Even WERE the LCR propaganda correct, that, WHICH four Senators can we BELIEVE would have voted differently? Certainly not Dems Lincoln and Pryor? And Lawrence O’Donnell, unlike Burroway and Nicholson, a former member of Congress, says that Susan Collins’ vote had nothing to do with principle as she claimed, but the pressure of following the GOP herd.
COMPROMISE???? Rabidly antigay Senate Minority Leader Repug Mitch McConnell wanted to add at least TWENTY amendments …TRANSLATION: kill the vote on NDAA before midterms by debate after debate after debate running out the clock on the remaining time before midterms OR kill the vote on NDAA before midterms by claiming the Party of No was being shat upon.

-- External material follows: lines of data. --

//! pacal Settings Crate
//!
//! Loads, validates and saves the batch configuration: output location,
//! cylinder geometry and the printer/filament catalog.

pub mod config;
pub mod error;

pub use config::{Config, ConfigFormat};
pub use error::{SettingsError, SettingsResult};
//! Printer profile definitions.

use serde::{Deserialize, Serialize};

use super::validate_profile_name;
use crate::error::ProfileError;

/// Extrusion width as a multiple of the nozzle diameter
pub const EXTRUSION_WIDTH_FACTOR: f64 = 1.125;

/// Build volume geometry
///
/// Selects the coordinate frame: delta printers put the origin in the
/// middle of the bed, cartesian printers in a corner.
#[derive(Debug, Clone, Copy, PartialEq, Serialize, Deserialize)]
#[serde(tag = "type", rename_all = "lowercase")]
pub enum BedGeometry {
    /// Rectangular bed with the origin at a corner.
    Cartesian {
        /// Build volume X (mm).
        size_x: f64,
        /// Build volume Y (mm).
        size_y: f64,
        /// Build volume Z (mm).
        size_z: f64,
    },
    /// Round bed with the origin at the center.
    Delta {
        /// Print radius (mm).
        radius: f64,
        /// Build volume Z (mm).
        size_z: f64,
    },
}

impl BedGeometry {
    /// Center of the print area in machine coordinates.
    pub fn center(&self) -> (f64, f64) {
        match *self {
            BedGeometry::Cartesian { size_x, size_y, .. } => (size_x / 2.0, size_y / 2.0),
            BedGeometry::Delta { .. } => (0.0, 0.0),
        }
    }

    /// Is this a delta (center origin) printer?
    pub fn is_delta(&self) -> bool {
        matches!(self, BedGeometry::Delta { .. })
    }
}

/// Printer profile with machine-specific settings.
#[derive(Debug, Clone, PartialEq, Serialize, Deserialize)]
pub struct PrinterProfile {
    /// Profile name.
    pub name: String,
    /// Build volume geometry.
    pub geometry: BedGeometry,
    /// Nozzle diameter (mm).
    pub nozzle_diameter: f64,
    /// Retraction distance (mm).
    pub retract_distance: f64,
    /// Retraction speed (mm/s).
    pub retract_speed: f64,
    /// Extra filament pushed on de-retraction (mm).
    pub retract_extra_restart: f64,
    /// Z lift during retraction (mm).
    pub retract_lift: f64,
    /// Travel speed (mm/s).
    pub travel_speed: f64,
    /// First layer print speed (mm/s).
    pub layer0_speed: f64,
    /// Speed on the fast part of the calibration (mm/s).
    pub fast_speed: f64,
    /// Speed on the slow part of the calibration (mm/s).
    pub slow_speed: f64,
    /// Layer height (mm).
    pub layer_height: f64,
    /// First layer height (mm).
    pub layer0_height: f64,
    /// Pressure advance at the bottom of the calibration (s).
    pub pa_min: f64,
    /// Pressure advance at the top of the calibration (s).
    pub pa_max: f64,
}

impl PrinterProfile {
    /// HEvo, 290x290 cartesian with a 0.8 mm nozzle.
    pub fn hevo() -> Self {
        Self {
            name: "HEvo".into(),
            geometry: BedGeometry::Cartesian {
                size_x: 290.0,
                size_y: 290.0,
                size_z: 400.0,
            },
            nozzle_diameter: 0.8,
            retract_distance: 1.0,
            retract_speed: 30.0,
            retract_extra_restart: 0.2,
            retract_lift: 0.2,
            travel_speed: 200.0,
            layer0_speed: 25.0,
            fast_speed: 70.0,
            slow_speed: 15.0,
            layer_height: 0.4,
            layer0_height: 0.25,
            pa_min: 0.0,
            pa_max: 0.1,
        }
    }

    /// P3Steel, 180x180 cartesian with a 0.4 mm nozzle.
    pub fn p3steel() -> Self {
        Self {
            name: "P3Steel".into(),
            geometry: BedGeometry::Cartesian {
                size_x: 180.0,
                size_y: 180.0,
                size_z: 180.0,
            },
            nozzle_diameter: 0.4,
            retract_distance: 0.8,
            retract_speed: 40.0,
            retract_extra_restart: 0.1,
            retract_lift: 0.2,
            travel_speed: 150.0,
            layer0_speed: 25.0,
            fast_speed: 70.0,
            slow_speed: 15.0,
            layer_height: 0.2,
            layer0_height: 0.25,
            pa_min: 0.0,
            pa_max: 0.1,
        }
    }

    /// Center of the print area.
    pub fn center(&self) -> (f64, f64) {
        self.geometry.center()
    }

    /// Effective deposited bead width (mm).
    pub fn extrusion_width(&self) -> f64 {
        self.nozzle_diameter * EXTRUSION_WIDTH_FACTOR
    }

    /// Check that the profile describes a printable machine.
    pub fn validate(&self) -> Result<(), ProfileError> {
        let invalid = |field: &str, reason: &str| ProfileError::invalid(&self.name, field, reason);

        validate_profile_name(&self.name)?;

        match self.geometry {
            BedGeometry::Cartesian {
                size_x,
                size_y,
                size_z,
            } => {
                for (field, value) in [("size_x", size_x), ("size_y", size_y), ("size_z", size_z)] {
                    if !is_positive(value) {
                        return Err(invalid(field, "must be > 0"));
                    }
                }
            }
            BedGeometry::Delta { radius, size_z } => {
                for (field, value) in [("radius", radius), ("size_z", size_z)] {
                    if !is_positive(value) {
                        return Err(invalid(field, "must be > 0"));
                    }
                }
            }
        }

        let positive = [
            ("nozzle_diameter", self.nozzle_diameter),
            ("retract_speed", self.retract_speed),
            ("travel_speed", self.travel_speed),
            ("layer0_speed", self.layer0_speed),
            ("fast_speed", self.fast_speed),
            ("slow_speed", self.slow_speed),
            ("layer_height", self.layer_height),
            ("layer0_height", self.layer0_height),
        ];
        for (field, value) in positive {
            if !is_positive(value) {
                return Err(invalid(field, "must be > 0"));
            }
        }

        let non_negative = [
            ("retract_distance", self.retract_distance),
            ("retract_extra_restart", self.retract_extra_restart),
            ("retract_lift", self.retract_lift),
        ];
        for (field, value) in non_negative {
            if !value.is_finite() || value < 0.0 {
                return Err(invalid(field, "must be >= 0"));
            }
        }

        if !self.pa_min.is_finite() || !self.pa_max.is_finite() || self.pa_min > self.pa_max {
            return Err(invalid("pa_min", "pressure advance range must satisfy pa_min <= pa_max"));
        }

        Ok(())
    }
}

fn is_positive(value: f64) -> bool {
    value.is_finite() && value > 0.0
}

#[cfg(test)]
mod tests {
    use super::*;

    #[test]
    fn test_builtin_profiles_valid() {
        assert!(PrinterProfile::hevo().validate().is_ok());
        assert!(PrinterProfile::p3steel().validate().is_ok());
    }

    #[test]
    fn test_extrusion_width() {
        assert_eq!(PrinterProfile::hevo().extrusion_width(), 0.9);
        assert_eq!(PrinterProfile::p3steel().extrusion_width(), 0.45);
    }

    #[test]
    fn test_inverted_pa_range_rejected() {
        let mut printer = PrinterProfile::p3steel();
        printer.pa_min = 0.2;
        printer.pa_max = 0.1;
        assert!(printer.validate().is_err());
    }
}
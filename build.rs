fn main() {
    // Build date for `pacal --version`
    let build_date = chrono::Utc::now()
        .format("%Y-%m-%d %H:%M:%S UTC")
        .to_string();
    println!("cargo:rustc-env=BUILD_DATE={}", build_date);
    println!("cargo:rerun-if-changed=build.rs");
}
use anyhow::{bail, Context, Result};
use clap::Parser;
use pacal::{catalog_summary, init_logging, plan_jobs, run_all, Config, LogFormat};
use std::path::PathBuf;

const LONG_VERSION: &str = concat!(env!("CARGO_PKG_VERSION"), " (built ", env!("BUILD_DATE"), ")");

#[derive(Parser)]
#[command(name = "pacal", version, long_version = LONG_VERSION)]
#[command(about = "Generate pressure advance calibration G-code", long_about = None)]
struct Cli {
    /// Configuration file (.json or .toml); built-in profiles when omitted
    #[arg(short, long, value_name = "FILE")]
    config: Option<PathBuf>,

    /// Output directory, overrides the configuration
    #[arg(short, long, value_name = "DIR")]
    output: Option<PathBuf>,

    /// Only generate for this printer (repeatable)
    #[arg(short, long = "printer", value_name = "NAME")]
    printers: Vec<String>,

    /// Only generate for this filament (repeatable)
    #[arg(short, long = "filament", value_name = "NAME")]
    filaments: Vec<String>,

    /// Generate files in parallel
    #[arg(long)]
    jobs_parallel: bool,

    /// Write the effective configuration to FILE and exit
    #[arg(long, value_name = "FILE")]
    dump_config: Option<PathBuf>,

    /// List printers and filaments and exit
    #[arg(long)]
    list: bool,

    /// Log output format
    #[arg(long, value_enum, default_value_t = LogFormat::Pretty)]
    log_format: LogFormat,
}

fn main() -> Result<()> {
    let cli = Cli::parse();
    init_logging(cli.log_format)?;

    let mut config = match &cli.config {
        Some(path) => Config::load_from_file(path)
            .with_context(|| format!("Failed to load config {}", path.display()))?,
        None => Config::default(),
    };
    if let Some(output) = cli.output {
        config.output_directory = output;
    }

    if let Some(path) = &cli.dump_config {
        config
            .save_to_file(path)
            .with_context(|| format!("Failed to write config {}", path.display()))?;
        println!("Configuration written to {}", path.display());
        return Ok(());
    }

    if cli.list {
        print!("{}", catalog_summary(&config.catalog()));
        return Ok(());
    }

    let jobs = plan_jobs(&config, &cli.printers, &cli.filaments)?;
    let report = run_all(&config, &jobs, cli.jobs_parallel);

    for outcome in report.failures() {
        if let Err(e) = &outcome.result {
            eprintln!("{}: {}", outcome.path.display(), e);
        }
    }
    if !report.is_success() {
        bail!(
            "{} of {} files failed",
            report.failed(),
            report.outcomes.len()
        );
    }
    Ok(())
}
//! Error handling for pacal
//!
//! Provides the profile error type shared by every crate in the workspace:
//! invalid printer/filament data and failed catalog lookups.

use thiserror::Error;

/// Profile error type
///
/// Represents problems with printer or filament profiles and with
/// lookups in a profile catalog.
#[derive(Error, Debug, Clone, PartialEq)]
pub enum ProfileError {
    /// A profile field holds a value that cannot be printed with
    #[error("Invalid value for '{field}' in profile '{profile}': {reason}")]
    InvalidValue {
        /// The profile name.
        profile: String,
        /// The offending field.
        field: String,
        /// Why the value was rejected.
        reason: String,
    },

    /// No profile with the requested name exists
    #[error("Unknown {kind} profile: {name}")]
    NotFound {
        /// "printer" or "filament".
        kind: String,
        /// The name that was looked up.
        name: String,
    },

    /// Two profiles of the same kind share a name
    #[error("Duplicate {kind} profile: {name}")]
    Duplicate {
        /// "printer" or "filament".
        kind: String,
        /// The duplicated name.
        name: String,
    },

    /// A catalog contains no profiles of a kind
    #[error("No {kind} profiles defined")]
    Empty {
        /// "printer" or "filament".
        kind: String,
    },
}

impl ProfileError {
    /// Shorthand for an [`ProfileError::InvalidValue`].
    pub fn invalid(
        profile: impl Into<String>,
        field: impl Into<String>,
        reason: impl Into<String>,
    ) -> Self {
        Self::InvalidValue {
            profile: profile.into(),
            field: field.into(),
            reason: reason.into(),
        }
    }
}
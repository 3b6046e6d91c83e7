//! # pacal
//!
//! Generates pressure advance calibration prints for RepRapFirmware printers:
//! a single-wall cylinder printed in spiral vase mode whose pressure advance
//! ramps with height, capped by retraction indicator layers.
//!
//! ## Architecture
//!
//! pacal is organized as a workspace with multiple crates:
//!
//! 1. **pacal-core** - Printer and filament profiles, units, errors
//! 2. **pacal-camtools** - G-code writer and the calibration cylinder generator
//! 3. **pacal-settings** - JSON/TOML batch configuration
//! 4. **pacal** - Batch orchestration and the command line binary

pub mod batch;

pub use batch::{
    catalog_summary, plan_jobs, run_all, run_job, BatchReport, GenerationJob, JobOutcome,
};
pub use pacal_camtools::{CylinderParameters, PressureAdvanceCylinderGenerator};
pub use pacal_core::{FilamentProfile, PrinterProfile, ProfileCatalog};
pub use pacal_settings::Config;

/// Library version
pub const VERSION: &str = env!("CARGO_PKG_VERSION");

/// Build date (set at compile time)
pub const BUILD_DATE: &str = env!("BUILD_DATE");

/// Log output format
#[derive(Debug, Clone, Copy, PartialEq, Eq, Default, clap::ValueEnum)]
pub enum LogFormat {
    /// Human readable, one event per line
    #[default]
    Pretty,
    /// One JSON object per event
    Json,
}

/// Initialize logging
///
/// Logs go to stderr so listings on stdout stay clean. `RUST_LOG` overrides
/// the default `info` level.
pub fn init_logging(format: LogFormat) -> anyhow::Result<()> {
    use tracing_subscriber::fmt;
    use tracing_subscriber::prelude::*;
    use tracing_subscriber::EnvFilter;

    let env_filter =
        EnvFilter::try_from_default_env().unwrap_or_else(|_| EnvFilter::new("info"));

    let registry = tracing_subscriber::registry().with(env_filter);
    let result = match format {
        LogFormat::Pretty => registry
            .with(
                fmt::layer()
                    .with_writer(std::io::stderr)
                    .with_target(false)
                    .with_level(true),
            )
            .try_init(),
        LogFormat::Json => registry
            .with(
                fmt::layer()
                    .json()
                    .with_writer(std::io::stderr)
                    .with_target(true)
                    .with_thread_names(true),
            )
            .try_init(),
    };

    result.map_err(|e| anyhow::anyhow!("Failed to initialize logging: {}", e))
}
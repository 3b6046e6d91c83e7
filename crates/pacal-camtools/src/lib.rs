//! # pacal CAM Tools
//!
//! This crate turns printer and filament profiles into G-Code for a
//! pressure advance calibration print.
//!
//! ## Components
//!
//! - **G-Code Writer**: Stateful motion emitter that only emits changed fields and
//!   computes extrusion from bead cross-section geometry
//! - **Angle Steps**: Lazy angle sequence used to approximate circles with segments
//! - **Pressure Advance Cylinder**: Brim, adhesion layer, spiral vase body with a
//!   pressure advance ramp, and retraction indicator layers

pub mod angles;
pub mod error;
pub mod gcode_writer;
pub mod pa_cylinder;

// Re-export commonly used items
pub use angles::AngleSteps;
pub use error::{CamToolError, CamToolResult, ParameterError, ParameterResult};
pub use gcode_writer::{bead_cross_section, FilamentUsage, GcodeWriter, MachineState};
pub use pa_cylinder::{CylinderParameters, PressureAdvanceCylinderGenerator};
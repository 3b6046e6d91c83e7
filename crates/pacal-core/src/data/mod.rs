//! Data models for positions and print profiles
//!
//! This module provides:
//! - Cartesian tool position
//! - Filament profiles (diameter, flow, temperatures, fan)
//! - Printer profiles (bed geometry, retraction, speeds, layer heights)
//! - The built-in profile catalog

pub mod catalog;
pub mod filament;
pub mod printer;

use serde::{Deserialize, Serialize};
use std::fmt;

use crate::error::ProfileError;

/// Profile names become output directory and file names, so they must be a
/// single plain path component.
pub(crate) fn validate_profile_name(name: &str) -> Result<(), ProfileError> {
    if name.trim().is_empty() {
        return Err(ProfileError::invalid("<unnamed>", "name", "must not be empty"));
    }
    if name.contains(['/', '\\']) || name.contains("..") || name == "." {
        return Err(ProfileError::invalid(
            name,
            "name",
            "must not contain path separators or '..'",
        ));
    }
    Ok(())
}

/// Tool position in machine coordinates (mm)
#[derive(Debug, Clone, Copy, PartialEq, Default, Serialize, Deserialize)]
pub struct Position {
    /// X-axis position
    pub x: f64,
    /// Y-axis position
    pub y: f64,
    /// Z-axis position
    pub z: f64,
}

impl Position {
    /// Create a new position
    pub fn new(x: f64, y: f64, z: f64) -> Self {
        Self { x, y, z }
    }

    /// Euclidean distance to another position
    pub fn distance_to(&self, other: &Position) -> f64 {
        ((other.x - self.x).powi(2) + (other.y - self.y).powi(2) + (other.z - self.z).powi(2))
            .sqrt()
    }
}

impl fmt::Display for Position {
    fn fmt(&self, f: &mut fmt::Formatter<'_>) -> fmt::Result {
        write!(f, "X{:.3} Y{:.3} Z{:.3}", self.x, self.y, self.z)
    }
}
use approx::assert_relative_eq;
use pacal_core::data::filament::*;

#[test]
fn test_builtin_filaments() {
    let pla = FilamentProfile::pla();
    assert_eq!(pla.name(), "PLA");
    assert_eq!(pla.bed_layer0_temp(), 70);
    assert_eq!(pla.hotend_layer0_temp(), 215);
    assert_eq!(pla.fan_speed(), 100.0);
    assert_eq!(pla.fan_layer0_speed(), 0.0);
    assert_relative_eq!(pla.extrusion_multiplier(), 1.0);

    let petg = FilamentProfile::petg();
    assert_eq!(petg.bed_temp(), 90);
    assert_eq!(petg.hotend_temp(), 260);
    assert!(petg.validate().is_ok());
}

#[test]
fn test_serialized_form_keeps_percentage() {
    let json = serde_json::to_value(FilamentProfile::pla()).unwrap();
    assert_eq!(json["extrusion_factor"], 100.0);
    assert_eq!(json["name"], "PLA");

    let parsed: FilamentProfile = serde_json::from_value(json).unwrap();
    assert_relative_eq!(parsed.extrusion_multiplier(), 1.0);
}

#[test]
fn test_toml_profile_parses() {
    let text = r#"
        name = "ASA"
        diameter = 1.75
        extrusion_factor = 95.0
        density = 1.07
        bed_temp = 100
        bed_layer0_temp = 105
        hotend_temp = 250
        hotend_layer0_temp = 255
        fan_speed = 20.0
        fan_layer0_speed = 0.0
    "#;
    let asa: FilamentProfile = toml::from_str(text).unwrap();
    assert_eq!(asa.name(), "ASA");
    assert_relative_eq!(asa.extrusion_multiplier(), 0.95);
    assert_eq!(asa.hotend_layer0_temp(), 255);
}

#[test]
fn test_zero_flow_rejected() {
    let bad = FilamentProfile::new("Dry", 1.75, 0.0, 1.2, 60, 60, 200, 200, 0.0, 0.0);
    assert!(bad.validate().is_err());
}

SAME result…and it had NOTHING to do with Harry Reid.
Perhaps everyone should review Rachel’s documented revelations before drinking the LCR Kool-Aid, and she doesn’t spare the REAL plotter among the Dems either:
Meanwhile, in other news…Joe Solmonese has just booked a ballroom for a big shindig on Jan. 19, 2017.
Correction:
Lawrence O’Donnell did not serve in Congress himself, but was a key legislative aide to Senator Daniel Patrick Moynihan and staff director of the United States Senate Committee on Environment and Public Works, and the United States Senate Committee on Finance.
Here’s his history lesson on what happened yesterday and Repug hypocrisy:
And that will fool who, exactly?Seriously. Do you even believe that, or is it just another cynical political propaganda piece? Just like the ones from both sides that they use as a cover for never actually accomplishing anything but transferring taxpayer’s money to the Nomenklatura?
Jeez, I’m starting to talk like a Far Lefty, spouting about the “looter classes”. The thing is, a stopped clock is right twice a day, and this is one of the most Dysfunctional, if not the most dysfunctional Congresses in US history. What was it, 19% approval, last time I looked?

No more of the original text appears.